Depuis des années, nous nous efforçons de pousser les autorités françaises à avancer sur ce sujet. Les familles françaises ne sont pas les seules en Europe à accueillir des enfants selon une kafala : de nombreuses familles belges, italiennes, espagnoles, scandinaves ou allemandes se trouvent dans le même cas – si ce n'est que la législation de ces pays a évolué afin de permettre aux enfants concernés de bénéficier d'un régime quasi équivalent à celui de l'adoption. Nous souhaitons que la législation française évolue, elle aussi, sur ce point.
Des amendements ont été proposés en ce sens – en l'occurrence par nos collègues du groupe SRC –, auxquels je souscris à titre personnel. La rapporteure a, pour sa part, souhaité emprunter une autre voie, et nous proposera dans un instant un amendement de nature à permettre de contourner l'article du code civil qui proscrit l'adoption d'enfants dont le droit personnel ne reconnaît pas l'adoption – sauf dans le cas où un accord bilatéral a été conclu.
Le fait d'adopter cet amendement ne résoudra pas tous les problèmes. Certes, nous aurons fait un grand pas en ce qui concerne la kafala, mais il restera encore à obtenir la preuve de la volonté du Gouvernement français d'engager immédiatement des discussions avec les pays concernés. Je sais par expérience, pour m'y être rendu et avoir discuté avec les autorités, en particulier au Maroc, que les États en question sont très ouverts. Ils sont disposés à accepter pour la France, avec laquelle ils entretiennent des rapports particuliers, pour des raisons historiques, ce qu'ils acceptent déjà pour d'autres pays européens comme la Belgique.
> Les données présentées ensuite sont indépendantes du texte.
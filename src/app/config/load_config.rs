//! Converter configuration loading.

use std::fs;
use std::path::Path;

use crate::domain::configuration::parse::{CONFIG_FILE_NAME, parse_config_content};
use crate::domain::{AppError, ConverterConfig};
use crate::ports::QuestionSource;

/// Load the converter configuration.
///
/// An explicit path must exist. Without one, `qapdf.toml` is read from the
/// question source when present, and built-in defaults apply otherwise.
pub fn load_config<S: QuestionSource>(
    explicit: Option<&Path>,
    source: &S,
) -> Result<ConverterConfig, AppError> {
    if let Some(path) = explicit {
        if !path.is_file() {
            return Err(AppError::ConfigMissing(path.display().to_string()));
        }
        let content = fs::read_to_string(path)?;
        return parse_config_content(&content);
    }

    if !source.file_exists(CONFIG_FILE_NAME) {
        return Ok(ConverterConfig::default());
    }

    let bytes = source.read_file(CONFIG_FILE_NAME)?;
    let content = String::from_utf8(bytes).map_err(|_| {
        AppError::config_error(format!("{} is not valid UTF-8", CONFIG_FILE_NAME))
    })?;
    parse_config_content(&content)
}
Je souscris donc à l'amendement que va proposer Mme Tabarot, auquel je souhaite que nos collègues socialistes se rallient également. Cependant, j'insiste auprès du Gouvernement sur le fait que notre démarche ne doit pas s'arrêter là : nous devons continuer à avancer sur cette question.
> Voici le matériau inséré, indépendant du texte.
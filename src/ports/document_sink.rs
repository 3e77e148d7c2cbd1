//! Write access to the directory receiving generated documents.

use std::path::PathBuf;

use crate::domain::{AppError, PairError};

/// Port for the output side of a conversion.
pub trait DocumentSink {
    /// Create the output directory if absent.
    fn prepare(&self) -> Result<(), AppError>;

    /// Write a complete document, replacing any previous one with the same name.
    ///
    /// Either the full document is in place afterwards or nothing is.
    fn write_document(&self, file_name: &str, bytes: &[u8]) -> Result<PathBuf, PairError>;

    /// Directory documents are written to.
    fn location(&self) -> PathBuf;
}
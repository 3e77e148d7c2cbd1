//! Converter configuration domain models.

use serde::{Deserialize, Serialize};

use crate::domain::AppError;
use crate::domain::identifiers::validation::validate_file_fragment;
use crate::domain::pairing::NamingRules;

/// Configuration for a conversion run, loaded from `qapdf.toml`.
#[derive(Debug, Clone, PartialEq, Serialize, Deserialize)]
#[serde(deny_unknown_fields)]
pub struct ConverterConfig {
    /// Directory receiving generated documents.
    #[serde(default = "default_output_dir")]
    pub output_dir: String,
    /// Prefix placed before the identifier in output file names.
    #[serde(default = "default_output_prefix")]
    pub output_prefix: String,
    /// Single character marking answer files (`1234s.gif`).
    #[serde(default = "default_answer_marker")]
    pub answer_marker: String,
    /// Accepted image extensions, in priority order.
    #[serde(default = "default_extensions")]
    pub extensions: Vec<String>,
    /// Page geometry and layout.
    #[serde(default)]
    pub page: PageConfig,
}

impl Default for ConverterConfig {
    fn default() -> Self {
        Self {
            output_dir: default_output_dir(),
            output_prefix: default_output_prefix(),
            answer_marker: default_answer_marker(),
            extensions: default_extensions(),
            page: PageConfig::default(),
        }
    }
}

impl ConverterConfig {
    pub fn validate(&self) -> Result<(), AppError> {
        if self.output_dir.trim().is_empty() {
            return Err(AppError::config_error("output_dir must not be empty"));
        }
        if !validate_file_fragment(&self.output_prefix, true) {
            return Err(AppError::config_error(format!(
                "output_prefix '{}' must not contain path separators",
                self.output_prefix
            )));
        }
        self.marker()?;
        if self.extensions.is_empty() {
            return Err(AppError::config_error("extensions must list at least one extension"));
        }
        for ext in &self.extensions {
            if ext.is_empty() || !ext.chars().all(|c| c.is_ascii_alphanumeric()) {
                return Err(AppError::config_error(format!(
                    "extension '{}' must be non-empty and alphanumeric",
                    ext
                )));
            }
        }
        self.page.validate()
    }

    fn marker(&self) -> Result<char, AppError> {
        let mut chars = self.answer_marker.chars();
        match (chars.next(), chars.next()) {
            (Some(c), None) if !c.is_ascii_digit() && c != '.' && c != '/' && c != '\\' => Ok(c),
            _ => Err(AppError::config_error(format!(
                "answer_marker '{}' must be a single non-digit character",
                self.answer_marker
            ))),
        }
    }

    /// Naming rules for discovery. Assumes the config has been validated.
    pub fn naming_rules(&self) -> Result<NamingRules, AppError> {
        Ok(NamingRules {
            answer_marker: self.marker()?,
            extensions: self.extensions.iter().map(|e| e.to_ascii_lowercase()).collect(),
        })
    }
}

fn default_output_dir() -> String {
    "output_pdfs".to_string()
}

fn default_output_prefix() -> String {
    "question_".to_string()
}

fn default_answer_marker() -> String {
    "s".to_string()
}

fn default_extensions() -> Vec<String> {
    vec!["gif".to_string()]
}

/// Page geometry and layout selection.
#[derive(Debug, Clone, PartialEq, Serialize, Deserialize)]
#[serde(deny_unknown_fields)]
pub struct PageConfig {
    #[serde(default)]
    pub size: PageSize,
    /// Margin on every side, in centimetres.
    #[serde(default = "default_margin_cm")]
    pub margin_cm: f32,
    #[serde(default)]
    pub layout: LayoutKind,
}

impl Default for PageConfig {
    fn default() -> Self {
        Self { size: PageSize::default(), margin_cm: default_margin_cm(), layout: LayoutKind::default() }
    }
}

impl PageConfig {
    pub fn validate(&self) -> Result<(), AppError> {
        if !(0.0..8.0).contains(&self.margin_cm) {
            return Err(AppError::config_error(format!(
                "page.margin_cm must be between 0 and 8, got {}",
                self.margin_cm
            )));
        }
        Ok(())
    }
}

fn default_margin_cm() -> f32 {
    2.0
}

/// Supported page sizes.
#[derive(Debug, Clone, Copy, Default, PartialEq, Eq, Serialize, Deserialize)]
#[serde(rename_all = "lowercase")]
pub enum PageSize {
    #[default]
    A4,
    Letter,
}

impl PageSize {
    /// Width and height in PDF points.
    pub fn dimensions(self) -> (f32, f32) {
        match self {
            PageSize::A4 => (595.2756, 841.8898),
            PageSize::Letter => (612.0, 792.0),
        }
    }
}

/// Page arrangement used to render a pair.
#[derive(Debug, Clone, Copy, Default, PartialEq, Eq, Serialize, Deserialize)]
#[serde(rename_all = "lowercase")]
pub enum LayoutKind {
    /// Flowing title, ID line, question, separator, answer heading, answer.
    #[default]
    Standard,
    /// Fixed-offset canvas placement.
    Compact,
}
fn main() {
    qapdf::app::cli::run();
}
Je sais bien qu'il existe des traités et des conventions internationales, notamment celle de La Haye. Mais celle-ci ne proscrit pas ce que nous voulons faire, c'est-à-dire proposer qu'il y ait, à l'avenir, une convention bilatérale entre la France et l'Algérie ou le Maroc.
Même si l'on peut effectivement aller dans ce sens, cela ne sera pas suffisant, madame la secrétaire d'État. Je souhaiterais donc, pour ma part, que vous preniez l'attache du ministre des affaires étrangères, qui, je le sais, est ouvert sur cette question, pour que l'on règle certains problèmes quotidiens qui se posent aux familles : il faut ouvrir les collèges et les lycées français aux enfants sous kafala au même tarif que les autres ; il faut mettre en place pour eux un système de visas avec entrées et sorties multiples. Bref, il faut améliorer le quotidien de ces enfants et de leurs parents, parce qu'il y a vraiment urgence. Cette situation n'a que trop duré : cela fait plus de vingt ans que l'on en parle !
Certainement pas, monsieur le président !
Je remercie d'abord M. Nicolin et je salue sa connaissance de ces problèmes. Comme il l'a précisé, nous en avons d'ailleurs souvent débattu. Nous avons, les uns et les autres, progressé sur la question de la kafala.
Je ne retirerai pas cet amendement et je vais expliquer pourquoi. Je tiens à dire à Michèle Tabarot le respect que j'ai pour elle. Je sais qu'elle a accompli, sur ce sujet particulièrement difficile actuellement, un travail important avec les ministères – je dis bien avec les ministères et non pas avec le Gouvernement, madame la secrétaire d'État.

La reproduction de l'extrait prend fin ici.